Auch die seit zwanzig Jahren bestehende Arbeitsgruppe ,Frauen im höheren Bibliotheksdienst’ beschäftigt sich regelmäßig mit diesen berufspolitischen Fragen und den Karriereaussichten für Frauen. In einer Zwischenbilanz wurden die Beschäftigungsverhältnisse im höheren Dienst untersucht: In den Besoldungsgruppen A13 bis A16, einschließlich entsprechender Vergütung nach BAT, betrug der Frauenanteil im Jahr 1985 etwa 22,6 %, im Jahr 1995 bereits 35,7 % (vgl. Passera, 1997, S. 1680).
↓596 |
Die Einzelbetrachtung der Besoldungs- und Vergütungsgruppen ergibt auch hier das traditionelle Bild: Der Frauenanteil in den Gruppen A13/A14 lag 1995 bei 41,3 %, in Gruppe A16 lediglich bei 16,4 % (vgl. Passera, 1997, S. 1680).
Diese immerhin zunehmende Repräsentanz von Frauen in Vorgesetztenpositionen hat eine nicht zu unterschätzende Folgewirkung: So erleichtert das Erleben einer Frau in Führungsposition anderen Frauen die Vorstellung, selbst eine solche Position anzustreben und zu übernehmen. (vgl. Passera, 1997, S. 1681).
Auch auf dem Gebiet der Personalakquise für den höheren Dienst erfolgte eine Tendenzwende. Eine vergleichende Untersuchung von Stellenausschreibungen in bibliothekarischen Fachzeitschriften ergab: „Inhalt der Anzeigen 1974 waren umfangreiche Selbstdarstellungen der Bibliotheken; 1984 erwartete man schon Eigenschaften wie Kooperationsbereitschaft, Durchsetzungsvermögen etc., also ganz grundsätzliche Anforderungen von Führungsfähigkeiten; 1994 endlich sind Organisationsgeschick, Managementerfahrung, kooperativer Arbeits- und Führungsstil, innovative Organisations- und Personalplanung, Sozialkompetenz, Motivations- und Kommunikationsfähigkeit, Flexibilität, in der ÖB überdurchschnittliche Eignung und Engagement für kulturelle Belange gefragt. Es werden also Fähigkeiten gefordert, die allgemein als weibliche Eigenschaften gelten: Frauen denken vernetzter, kooperativer, ganzheitlicher; Frauen reden direkter, offener und haben Verständnis für den Gesprächspartner; sie haben ein anderes Einfühlungsvermögen und ein anderes Kommunikationsverhalten. … Frauen fühlen sich inzwischen also auch ohne den Zusatz ‚Die Bewerbung von Frauen ist ausdrücklich erwünscht’ von Stellenanzeigen angesprochen.“ (Passera, 1997, S. 1682f.).
↓597 |
Diese konsensuell unterstellte Konkordanz von weiblicher Qualifikation und sozialer wie kommunikativer Kompetenz wird im folgenden Kapitel näher untersucht.

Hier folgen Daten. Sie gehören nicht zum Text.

//! Utility modules

pub mod logger;
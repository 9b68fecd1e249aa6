//! Order Model

use super::serde_helpers;
use chrono::{DateTime, Utc};
use serde::{Deserialize, Serialize};
use surrealdb::RecordId;

/// Order lifecycle states
///
/// Statuses travel on the wire as lowercase strings. Parsing is the only
/// gate: a string that does not name one of these four states is rejected
/// before any transition is attempted.
#[derive(Debug, Clone, Copy, PartialEq, Eq, Hash, Serialize, Deserialize)]
#[serde(rename_all = "lowercase")]
pub enum OrderStatus {
    Pending,
    Completed,
    Cancelled,
    Failed,
}

impl OrderStatus {
    /// All known states, in declaration order
    pub const ALL: [OrderStatus; 4] = [
        OrderStatus::Pending,
        OrderStatus::Completed,
        OrderStatus::Cancelled,
        OrderStatus::Failed,
    ];

    /// Wire representation of this status
    pub fn as_str(&self) -> &'static str {
        match self {
            OrderStatus::Pending => "pending",
            OrderStatus::Completed => "completed",
            OrderStatus::Cancelled => "cancelled",
            OrderStatus::Failed => "failed",
        }
    }

    /// Parse a wire string into a status, `None` for anything unknown
    pub fn parse(s: &str) -> Option<OrderStatus> {
        match s {
            "pending" => Some(OrderStatus::Pending),
            "completed" => Some(OrderStatus::Completed),
            "cancelled" => Some(OrderStatus::Cancelled),
            "failed" => Some(OrderStatus::Failed),
            _ => None,
        }
    }
}

impl std::fmt::Display for OrderStatus {
    fn fmt(&self, f: &mut std::fmt::Formatter<'_>) -> std::fmt::Result {
        f.write_str(self.as_str())
    }
}

/// One priced line inside a persisted order
///
/// `price_at_order` is the unit price the inventory service reported at
/// creation time; later price changes never touch existing orders.
#[derive(Debug, Clone, Serialize, Deserialize, PartialEq)]
pub struct OrderItem {
    pub product_id: String,
    pub quantity: i32,
    pub price_at_order: f64,
}

/// Order entity persisted by the order service
#[derive(Debug, Clone, Serialize, Deserialize)]
pub struct Order {
    #[serde(
        default,
        skip_serializing_if = "Option::is_none",
        with = "serde_helpers::option_record_id"
    )]
    pub id: Option<RecordId>,
    pub user_id: String,
    pub items: Vec<OrderItem>,
    /// Total amount in currency unit
    pub total_amount: f64,
    pub status: OrderStatus,
    pub created_at: DateTime<Utc>,
    pub updated_at: DateTime<Utc>,
}

/// One requested line before pricing
#[derive(Debug, Clone, Serialize, Deserialize)]
pub struct OrderItemInput {
    #[serde(default)]
    pub product_id: String,
    #[serde(default)]
    pub quantity: i32,
}

/// Create order payload
#[derive(Debug, Clone, Serialize, Deserialize)]
pub struct CreateOrderRequest {
    #[serde(default)]
    pub user_id: String,
    #[serde(default)]
    pub items: Vec<OrderItemInput>,
}

/// Update status payload
///
/// The target stays a raw string here so an unknown value surfaces as a
/// domain error instead of a deserialization failure.
#[derive(Debug, Clone, Serialize, Deserialize)]
pub struct UpdateOrderStatusRequest {
    pub status: String,
}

Zum Thema Führungspositionen von Männern und Frauen in Bibliotheken soll hier der Blick auch auf das europäische und außereuropäische Ausland gerichtet werden.
So berichtet Peter Vodosek von einer Untersuchung über das Bibliothekswesen in Dänemark: „Fünfzig Prozent der Bibliothekarinnen und Bibliothekare mit Leitungsfunktionen arbeiten in Bibliotheken mit mehr als 16 Beschäftigten. Insgesamt überwiegt unter den dänischen Bibliotheksleitern der Frauenanteil im Verhältnis 2 : 1. Die Öffentlichen Bibliotheken liegen dabei mit 65 Prozent an erster Stelle. Bei den wissenschaftlichen Bibliotheken beträgt der Anteil 54 Prozent. Von 37 Angehörigen des Topmanagements sind 46 Prozent Frauen, beim mittleren Management beträgt der prozentuale Anteil 73 Prozent.“ (Vodosek, 2002, S. 653).
↓598 |
Und in einer etwas älteren Quelle konstatiert die Dekanin einer amerikanischen Universität: “In 1991, although 80 % of the library work force consisted of women, 80 % of all management positions were held by men.“ (Kaufman, 1993, S. 109).

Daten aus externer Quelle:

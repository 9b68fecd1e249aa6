//! 健康检查路由
//!
//! # 路由列表
//!
//! | 路径 | 方法 | 说明 |
//! |------|------|------|
//! | /health | GET | 简单健康检查 |
//! | /health/detailed | GET | 详细健康检查 (含数据库探测) |
//!
//! # 响应示例
//!
//! ```json
//! {
//!   "status": "healthy",
//!   "version": "0.1.0"
//! }
//! ```

use axum::{Json, Router, extract::State, routing::get};
use serde::Serialize;
use std::time::SystemTime;

use crate::core::ServerState;

/// 健康检查路由 - 公共路由
pub fn router() -> Router<ServerState> {
    Router::new()
        .route("/health", get(health))
        .route("/health/detailed", get(detailed_health))
}

/// 简单健康检查响应
#[derive(Serialize)]
pub struct HealthResponse {
    /// 状态 (healthy | degraded)
    status: &'static str,
    /// 版本号
    version: &'static str,
}

/// 详细健康检查响应
#[derive(Serialize)]
pub struct DetailedHealthResponse {
    status: &'static str,
    version: &'static str,
    /// 运行时间 (秒)
    uptime_seconds: u64,
    /// 各组件检查结果
    checks: HealthChecks,
}

/// 健康检查详情
#[derive(Serialize)]
pub struct HealthChecks {
    /// 数据库检查
    database: CheckResult,
}

/// 单项检查结果
#[derive(Serialize)]
pub struct CheckResult {
    /// 状态 (ok | error)
    status: &'static str,
    /// 延迟 (毫秒)
    latency_ms: Option<u64>,
    /// 错误信息
    message: Option<String>,
}

impl CheckResult {
    fn ok_with_latency(latency_ms: u64) -> Self {
        Self {
            status: "ok",
            latency_ms: Some(latency_ms),
            message: None,
        }
    }

    fn error(message: impl Into<String>) -> Self {
        Self {
            status: "error",
            latency_ms: None,
            message: Some(message.into()),
        }
    }
}

// 服务器启动时间 (懒加载静态变量)
static START_TIME: std::sync::OnceLock<SystemTime> = std::sync::OnceLock::new();

fn get_uptime_seconds() -> u64 {
    let start = START_TIME.get_or_init(SystemTime::now);
    SystemTime::now()
        .duration_since(*start)
        .map(|d| d.as_secs())
        .unwrap_or(0)
}

/// 基础健康检查
pub async fn health(State(_state): State<ServerState>) -> Json<HealthResponse> {
    Json(HealthResponse {
        status: "healthy",
        version: env!("CARGO_PKG_VERSION"),
    })
}

/// 包含组件状态的详细健康检查
pub async fn detailed_health(State(state): State<ServerState>) -> Json<DetailedHealthResponse> {
    // 检查数据库: 简单查询验证连接
    let db_start = std::time::Instant::now();
    let db_check = match state.get_db().query("RETURN 1").await {
        Ok(_) => CheckResult::ok_with_latency(db_start.elapsed().as_millis() as u64),
        Err(e) => CheckResult::error(format!("Database error: {}", e)),
    };

    let all_ok = db_check.status == "ok";

    Json(DetailedHealthResponse {
        status: if all_ok { "healthy" } else { "degraded" },
        version: env!("CARGO_PKG_VERSION"),
        uptime_seconds: get_uptime_seconds(),
        checks: HealthChecks { database: db_check },
    })
}
//! Logging Infrastructure
//!
//! Structured logging setup with support for both development and production environments.

use std::path::Path;

/// Initialize the logger with console output only
pub fn init_logger() {
    init_logger_with_file(None, None);
}

/// Initialize the logger with optional file output
///
/// When `log_dir` points at an existing directory, log lines additionally
/// go to a daily-rolled file in that directory.
pub fn init_logger_with_file(log_level: Option<&str>, log_dir: Option<&str>) {
    let level = log_level.unwrap_or("info");

    let subscriber = tracing_subscriber::fmt()
        .with_max_level(level.parse().unwrap_or(tracing::Level::INFO))
        .with_file(false)
        .with_line_number(false)
        .with_thread_ids(false)
        .with_target(false);

    // Add file output if log_dir is provided
    if let Some(dir) = log_dir {
        let log_path = Path::new(dir);
        if log_path.exists()
            && let Some(dir_str) = log_path.to_str()
        {
            let file_appender = tracing_appender::rolling::daily(dir_str, "edge-gateway");
            subscriber.with_writer(file_appender).init();
            return;
        }
    }

    subscriber.init();
}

Grundsätzlich aber sieht sie Fortschritte: “There are more women than ever in leadership roles, throughout society, and librarianship is no exception. More women than ever are assuming roles as leaders in librarianship, as directors of our professional organizations, as directors of our library education programs, as leaders of thought and vision, and, perhaps most notably, as directors of our libraries small and large, academic, public and special.” (Kaufman, 1993, S. 109).
Und seit einigen Jahren erfolgt nun auch eine Gesamtschau auf die Kernthemen Informationszeitalter, Bibliothek und den Gender-Ansatz: “The library profession proclaims itself to be a proponent of both the Information Age and of equity for women … Yet certain features of the Information Age appear to be inhospitable to the goals of gender equity and there is a long history of gender stratification, with men favored for top positions in the profession. Structural changes brought about by the Information Age may foreshadow a resurgence of inequity.” (Hildenbrand, 1999, S. 669).
↓599 |
Aus diesen Betrachtungen und statistischen Daten ist deutlich zu erkennen, dass qualifizierte Frauen in zunehmendem Maß Führungspositionen bekleiden, wenn auch noch keineswegs mit einem Anspruch von Selbstverständlichkeit.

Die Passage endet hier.